Required action: Each record is to be printed exactly as given, down to the last mark.

Data to examine:
----

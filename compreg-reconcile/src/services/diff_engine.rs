//! Usage vs. registry diff
//!
//! Plain set differences on the exact type string. A casing mismatch
//! (`heroBanner` vs `HeroBanner`) is reported as missing.

use crate::models::{MissingComponentReportEntry, TenantScope, UsageAccumulator};
use crate::services::naming::{derive_id, infer_category, infer_editor};
use crate::services::registry_loader::RegistryIndex;
use crate::services::schema_inferencer::SchemaInferencer;
use std::collections::BTreeSet;

/// Result of diffing usage against the registry
#[derive(Debug, Clone, Default, PartialEq)]
pub struct DiffResult {
    /// Used but not registered, by total usage descending
    pub missing: Vec<MissingComponentReportEntry>,
    /// Registered but not used, lexical order
    pub unused: Vec<String>,
}

impl DiffResult {
    pub fn missing_types(&self) -> Vec<&str> {
        self.missing.iter().map(|m| m.component_type.as_str()).collect()
    }
}

/// Computes missing/unused component types
#[derive(Debug, Default)]
pub struct UsageRegistryDiffEngine {
    inferencer: SchemaInferencer,
}

impl UsageRegistryDiffEngine {
    pub fn new() -> Self {
        Self::default()
    }

    pub fn diff(&self, usage: &UsageAccumulator, registry: &RegistryIndex) -> DiffResult {
        let used: BTreeSet<&str> = usage.types().collect();
        let registered = registry.all_types();

        let mut missing: Vec<MissingComponentReportEntry> = used
            .difference(&registered)
            .filter_map(|t| usage.get(t))
            .map(|aggregated| {
                let inferred = self.inferencer.infer(&aggregated.samples);
                let polymorphic = inferred
                    .iter()
                    .filter(|(_, p)| p.is_polymorphic())
                    .map(|(k, _)| k.clone())
                    .collect();
                let category = infer_category(&aggregated.component_type);
                let editor = infer_editor(
                    &aggregated.component_type,
                    inferred.keys().map(String::as_str),
                );

                MissingComponentReportEntry {
                    component_type: aggregated.component_type.clone(),
                    total_usage: aggregated.total_count,
                    tenant_count: aggregated.tenant_count(),
                    tenants: aggregated.tenant_ids.iter().cloned().collect(),
                    page_count: aggregated.page_count,
                    samples: aggregated.samples.clone(),
                    recommended_id: derive_id(&aggregated.component_type),
                    recommended_category: category,
                    recommended_editor: editor,
                    recommended_scope: TenantScope::for_tenant_count(aggregated.tenant_count()),
                    polymorphic_properties: polymorphic,
                    inferred_properties: inferred,
                }
            })
            .collect();

        // Stable: equal usage keeps lexical type order
        missing.sort_by(|a, b| b.total_usage.cmp(&a.total_usage));

        let unused = registered
            .difference(&used)
            .map(|t| t.to_string())
            .collect();

        DiffResult { missing, unused }
    }
}
//! Error types for compreg-reconcile
//!
//! Only errors that abort a whole run live here. Per-tenant, per-component
//! and patch-stage failures have their own types next to the code that
//! raises them and end up in the run summary instead.

use thiserror::Error;

/// Fatal pipeline error
#[derive(Debug, Error)]
pub enum PipelineError {
    /// Tenant directory could not be read
    #[error("Tenant directory unavailable: {0}")]
    TenantDirectory(#[source] compreg_common::Error),

    /// Run reports could not be persisted
    #[error("Failed to write run reports: {0}")]
    Reports(#[source] compreg_common::Error),
}

/// Result type for a pipeline run
pub type PipelineResult<T> = Result<T, PipelineError>;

----

Result of the task:
filename compreg-reconcile/src/services/diff_engine.rs
//! Usage vs. registry diff
//!
//! Plain set differences on the exact type string. A casing mismatch
//! (`heroBanner` vs `HeroBanner`) is reported as missing.

use crate::models::{MissingComponentReportEntry, TenantScope, UsageAccumulator};
use crate::services::naming::{derive_id, infer_category, infer_editor};
use crate::services::registry_loader::RegistryIndex;
use crate::services::schema_inferencer::SchemaInferencer;
use std::collections::BTreeSet;

/// Result of diffing usage against the registry
#[derive(Debug, Clone, Default, PartialEq)]
pub struct DiffResult {
    /// Used but not registered, by total usage descending
    pub missing: Vec<MissingComponentReportEntry>,
    /// Registered but not used, lexical order
    pub unused: Vec<String>,
}

impl DiffResult {
    pub fn missing_types(&self) -> Vec<&str> {
        self.missing.iter().map(|m| m.component_type.as_str()).collect()
    }
}

/// Computes missing/unused component types
#[derive(Debug, Default)]
pub struct UsageRegistryDiffEngine {
    inferencer: SchemaInferencer,
}

impl UsageRegistryDiffEngine {
    pub fn new() -> Self {
        Self::default()
    }

    pub fn diff(&self, usage: &UsageAccumulator, registry: &RegistryIndex) -> DiffResult {
        let used: BTreeSet<&str> = usage.types().collect();
        let registered = registry.all_types();

        let mut missing: Vec<MissingComponentReportEntry> = used
            .difference(&registered)
            .filter_map(|t| usage.get(t))
            .map(|aggregated| {
                let inferred = self.inferencer.infer(&aggregated.samples);
                let polymorphic = inferred
                    .iter()
                    .filter(|(_, p)| p.is_polymorphic())
                    .map(|(k, _)| k.clone())
                    .collect();
                let category = infer_category(&aggregated.component_type);
                let editor = infer_editor(
                    &aggregated.component_type,
                    inferred.keys().map(String::as_str),
                );

                MissingComponentReportEntry {
                    component_type: aggregated.component_type.clone(),
                    total_usage: aggregated.total_count,
                    tenant_count: aggregated.tenant_count(),
                    tenants: aggregated.tenant_ids.iter().cloned().collect(),
                    page_count: aggregated.page_count,
                    samples: aggregated.samples.clone(),
                    recommended_id: derive_id(&aggregated.component_type),
                    recommended_category: category,
                    recommended_editor: editor,
                    recommended_scope: TenantScope::for_tenant_count(aggregated.tenant_count()),
                    polymorphic_properties: polymorphic,
                    inferred_properties: inferred,
                }
            })
            .collect();

        // Stable: equal usage keeps lexical type order
        missing.sort_by(|a, b| b.total_usage.cmp(&a.total_usage));

        let unused = registered
            .difference(&used)
            .map(|t| t.to_string())
            .collect();

        DiffResult { missing, unused }
    }
}
//! Error types for compreg-reconcile
//!
//! Only errors that abort a whole run live here. Per-tenant, per-component
//! and patch-stage failures have their own types next to the code that
//! raises them and end up in the run summary instead.

use thiserror::Error;

/// Fatal pipeline error
#[derive(Debug, Error)]
pub enum PipelineError {
    /// Tenant directory could not be read
    #[error("Tenant directory unavailable: {0}")]
    TenantDirectory(#[source] compreg_common::Error),

    /// Run reports could not be persisted
    #[error("Failed to write run reports: {0}")]
    Reports(#[source] compreg_common::Error),
}

/// Result type for a pipeline run
pub type PipelineResult<T> = Result<T, PipelineError>;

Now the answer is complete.